··· Material provided
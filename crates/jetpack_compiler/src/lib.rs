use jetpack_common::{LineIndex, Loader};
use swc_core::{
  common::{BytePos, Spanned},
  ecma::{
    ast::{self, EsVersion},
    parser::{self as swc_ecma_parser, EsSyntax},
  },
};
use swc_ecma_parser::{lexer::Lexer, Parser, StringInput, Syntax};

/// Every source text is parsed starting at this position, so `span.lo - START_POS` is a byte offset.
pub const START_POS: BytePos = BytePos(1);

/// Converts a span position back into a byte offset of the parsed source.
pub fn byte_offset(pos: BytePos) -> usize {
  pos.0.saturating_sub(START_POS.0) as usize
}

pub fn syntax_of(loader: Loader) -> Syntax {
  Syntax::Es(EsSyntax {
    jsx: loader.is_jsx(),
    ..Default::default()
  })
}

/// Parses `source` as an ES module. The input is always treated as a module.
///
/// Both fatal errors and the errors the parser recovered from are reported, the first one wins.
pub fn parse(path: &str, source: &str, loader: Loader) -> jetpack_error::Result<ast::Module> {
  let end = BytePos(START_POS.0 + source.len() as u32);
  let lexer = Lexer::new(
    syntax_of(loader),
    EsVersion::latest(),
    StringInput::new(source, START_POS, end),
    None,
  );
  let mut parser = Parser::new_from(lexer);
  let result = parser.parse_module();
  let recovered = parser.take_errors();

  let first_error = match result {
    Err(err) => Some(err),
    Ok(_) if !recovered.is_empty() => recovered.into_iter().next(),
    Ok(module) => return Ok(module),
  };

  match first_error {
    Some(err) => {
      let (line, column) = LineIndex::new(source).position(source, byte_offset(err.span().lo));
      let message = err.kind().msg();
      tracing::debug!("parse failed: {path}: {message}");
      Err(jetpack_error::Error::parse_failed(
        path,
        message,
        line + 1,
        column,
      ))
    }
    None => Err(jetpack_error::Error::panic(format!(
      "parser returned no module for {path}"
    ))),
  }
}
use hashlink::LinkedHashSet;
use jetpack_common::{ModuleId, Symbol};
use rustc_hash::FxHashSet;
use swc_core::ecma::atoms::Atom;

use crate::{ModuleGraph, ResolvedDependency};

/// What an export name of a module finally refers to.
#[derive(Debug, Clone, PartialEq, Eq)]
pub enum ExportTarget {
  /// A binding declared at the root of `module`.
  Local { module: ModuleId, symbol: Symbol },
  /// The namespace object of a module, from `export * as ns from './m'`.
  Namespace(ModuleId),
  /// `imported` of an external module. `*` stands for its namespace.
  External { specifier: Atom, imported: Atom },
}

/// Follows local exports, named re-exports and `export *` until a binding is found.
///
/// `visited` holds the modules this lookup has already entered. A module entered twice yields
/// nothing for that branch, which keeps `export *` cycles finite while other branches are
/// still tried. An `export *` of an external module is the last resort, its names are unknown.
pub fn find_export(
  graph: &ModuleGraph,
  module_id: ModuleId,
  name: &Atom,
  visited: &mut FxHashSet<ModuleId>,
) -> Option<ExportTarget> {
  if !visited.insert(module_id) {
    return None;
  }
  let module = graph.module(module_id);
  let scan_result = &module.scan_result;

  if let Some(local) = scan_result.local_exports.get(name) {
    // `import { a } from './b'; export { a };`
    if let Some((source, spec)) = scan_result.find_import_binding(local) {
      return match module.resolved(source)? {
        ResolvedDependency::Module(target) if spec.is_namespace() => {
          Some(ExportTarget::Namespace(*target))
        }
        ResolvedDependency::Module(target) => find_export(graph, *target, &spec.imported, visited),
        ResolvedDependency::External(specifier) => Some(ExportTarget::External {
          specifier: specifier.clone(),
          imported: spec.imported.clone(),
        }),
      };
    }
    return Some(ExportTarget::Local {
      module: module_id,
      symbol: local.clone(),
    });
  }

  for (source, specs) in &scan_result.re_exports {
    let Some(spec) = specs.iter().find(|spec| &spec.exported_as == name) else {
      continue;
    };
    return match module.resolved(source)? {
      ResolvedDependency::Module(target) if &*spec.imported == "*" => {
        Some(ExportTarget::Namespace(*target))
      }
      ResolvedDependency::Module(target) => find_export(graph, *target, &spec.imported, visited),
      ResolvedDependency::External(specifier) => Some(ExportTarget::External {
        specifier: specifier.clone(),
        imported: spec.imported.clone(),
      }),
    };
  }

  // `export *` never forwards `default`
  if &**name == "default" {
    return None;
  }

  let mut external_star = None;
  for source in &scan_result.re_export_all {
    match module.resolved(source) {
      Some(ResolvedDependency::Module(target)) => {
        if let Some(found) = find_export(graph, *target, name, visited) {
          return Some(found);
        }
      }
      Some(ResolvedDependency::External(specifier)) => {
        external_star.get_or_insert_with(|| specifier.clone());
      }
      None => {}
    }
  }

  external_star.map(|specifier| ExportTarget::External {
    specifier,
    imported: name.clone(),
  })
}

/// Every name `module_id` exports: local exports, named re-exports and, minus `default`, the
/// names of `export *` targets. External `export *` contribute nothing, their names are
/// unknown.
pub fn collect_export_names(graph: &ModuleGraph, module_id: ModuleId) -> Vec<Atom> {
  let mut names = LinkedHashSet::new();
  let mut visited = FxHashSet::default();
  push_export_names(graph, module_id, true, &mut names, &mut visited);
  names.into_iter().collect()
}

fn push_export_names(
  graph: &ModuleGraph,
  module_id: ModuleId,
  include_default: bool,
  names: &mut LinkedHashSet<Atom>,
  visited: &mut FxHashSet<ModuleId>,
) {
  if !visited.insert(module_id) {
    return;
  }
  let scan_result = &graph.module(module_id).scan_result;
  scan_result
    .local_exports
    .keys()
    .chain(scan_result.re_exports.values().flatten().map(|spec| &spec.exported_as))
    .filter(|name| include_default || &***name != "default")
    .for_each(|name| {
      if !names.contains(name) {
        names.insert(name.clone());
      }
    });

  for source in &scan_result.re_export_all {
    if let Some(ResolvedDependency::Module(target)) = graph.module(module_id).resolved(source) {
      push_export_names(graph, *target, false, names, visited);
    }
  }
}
······
■ **What you should do**: Go through the records above and repeat each one exactly.

■ **Response**:
filename crates/jetpack_compiler/src/lib.rs
use jetpack_common::{LineIndex, Loader};
use swc_core::{
  common::{BytePos, Spanned},
  ecma::{
    ast::{self, EsVersion},
    parser::{self as swc_ecma_parser, EsSyntax},
  },
};
use swc_ecma_parser::{lexer::Lexer, Parser, StringInput, Syntax};

/// Every source text is parsed starting at this position, so `span.lo - START_POS` is a byte offset.
pub const START_POS: BytePos = BytePos(1);

/// Converts a span position back into a byte offset of the parsed source.
pub fn byte_offset(pos: BytePos) -> usize {
  pos.0.saturating_sub(START_POS.0) as usize
}

pub fn syntax_of(loader: Loader) -> Syntax {
  Syntax::Es(EsSyntax {
    jsx: loader.is_jsx(),
    ..Default::default()
  })
}

/// Parses `source` as an ES module. The input is always treated as a module.
///
/// Both fatal errors and the errors the parser recovered from are reported, the first one wins.
pub fn parse(path: &str, source: &str, loader: Loader) -> jetpack_error::Result<ast::Module> {
  let end = BytePos(START_POS.0 + source.len() as u32);
  let lexer = Lexer::new(
    syntax_of(loader),
    EsVersion::latest(),
    StringInput::new(source, START_POS, end),
    None,
  );
  let mut parser = Parser::new_from(lexer);
  let result = parser.parse_module();
  let recovered = parser.take_errors();

  let first_error = match result {
    Err(err) => Some(err),
    Ok(_) if !recovered.is_empty() => recovered.into_iter().next(),
    Ok(module) => return Ok(module),
  };

  match first_error {
    Some(err) => {
      let (line, column) = LineIndex::new(source).position(source, byte_offset(err.span().lo));
      let message = err.kind().msg();
      tracing::debug!("parse failed: {path}: {message}");
      Err(jetpack_error::Error::parse_failed(
        path,
        message,
        line + 1,
        column,
      ))
    }
    None => Err(jetpack_error::Error::panic(format!(
      "parser returned no module for {path}"
    ))),
  }
}
use hashlink::LinkedHashSet;
use jetpack_common::{ModuleId, Symbol};
use rustc_hash::FxHashSet;
use swc_core::ecma::atoms::Atom;

use crate::{ModuleGraph, ResolvedDependency};

/// What an export name of a module finally refers to.
#[derive(Debug, Clone, PartialEq, Eq)]
pub enum ExportTarget {
  /// A binding declared at the root of `module`.
  Local { module: ModuleId, symbol: Symbol },
  /// The namespace object of a module, from `export * as ns from './m'`.
  Namespace(ModuleId),
  /// `imported` of an external module. `*` stands for its namespace.
  External { specifier: Atom, imported: Atom },
}

/// Follows local exports, named re-exports and `export *` until a binding is found.
///
/// `visited` holds the modules this lookup has already entered. A module entered twice yields
/// nothing for that branch, which keeps `export *` cycles finite while other branches are
/// still tried. An `export *` of an external module is the last resort, its names are unknown.
pub fn find_export(
  graph: &ModuleGraph,
  module_id: ModuleId,
  name: &Atom,
  visited: &mut FxHashSet<ModuleId>,
) -> Option<ExportTarget> {
  if !visited.insert(module_id) {
    return None;
  }
  let module = graph.module(module_id);
  let scan_result = &module.scan_result;

  if let Some(local) = scan_result.local_exports.get(name) {
    // `import { a } from './b'; export { a };`
    if let Some((source, spec)) = scan_result.find_import_binding(local) {
      return match module.resolved(source)? {
        ResolvedDependency::Module(target) if spec.is_namespace() => {
          Some(ExportTarget::Namespace(*target))
        }
        ResolvedDependency::Module(target) => find_export(graph, *target, &spec.imported, visited),
        ResolvedDependency::External(specifier) => Some(ExportTarget::External {
          specifier: specifier.clone(),
          imported: spec.imported.clone(),
        }),
      };
    }
    return Some(ExportTarget::Local {
      module: module_id,
      symbol: local.clone(),
    });
  }

  for (source, specs) in &scan_result.re_exports {
    let Some(spec) = specs.iter().find(|spec| &spec.exported_as == name) else {
      continue;
    };
    return match module.resolved(source)? {
      ResolvedDependency::Module(target) if &*spec.imported == "*" => {
        Some(ExportTarget::Namespace(*target))
      }
      ResolvedDependency::Module(target) => find_export(graph, *target, &spec.imported, visited),
      ResolvedDependency::External(specifier) => Some(ExportTarget::External {
        specifier: specifier.clone(),
        imported: spec.imported.clone(),
      }),
    };
  }

  // `export *` never forwards `default`
  if &**name == "default" {
    return None;
  }

  let mut external_star = None;
  for source in &scan_result.re_export_all {
    match module.resolved(source) {
      Some(ResolvedDependency::Module(target)) => {
        if let Some(found) = find_export(graph, *target, name, visited) {
          return Some(found);
        }
      }
      Some(ResolvedDependency::External(specifier)) => {
        external_star.get_or_insert_with(|| specifier.clone());
      }
      None => {}
    }
  }

  external_star.map(|specifier| ExportTarget::External {
    specifier,
    imported: name.clone(),
  })
}

/// Every name `module_id` exports: local exports, named re-exports and, minus `default`, the
/// names of `export *` targets. External `export *` contribute nothing, their names are
/// unknown.
pub fn collect_export_names(graph: &ModuleGraph, module_id: ModuleId) -> Vec<Atom> {
  let mut names = LinkedHashSet::new();
  let mut visited = FxHashSet::default();
  push_export_names(graph, module_id, true, &mut names, &mut visited);
  names.into_iter().collect()
}

fn push_export_names(
  graph: &ModuleGraph,
  module_id: ModuleId,
  include_default: bool,
  names: &mut LinkedHashSet<Atom>,
  visited: &mut FxHashSet<ModuleId>,
) {
  if !visited.insert(module_id) {
    return;
  }
  let scan_result = &graph.module(module_id).scan_result;
  scan_result
    .local_exports
    .keys()
    .chain(scan_result.re_exports.values().flatten().map(|spec| &spec.exported_as))
    .filter(|name| include_default || &***name != "default")
    .for_each(|name| {
      if !names.contains(name) {
        names.insert(name.clone());
      }
    });

  for source in &scan_result.re_export_all {
    if let Some(ResolvedDependency::Module(target)) = graph.module(module_id).resolved(source) {
      push_export_names(graph, *target, false, names, visited);
    }
  }
}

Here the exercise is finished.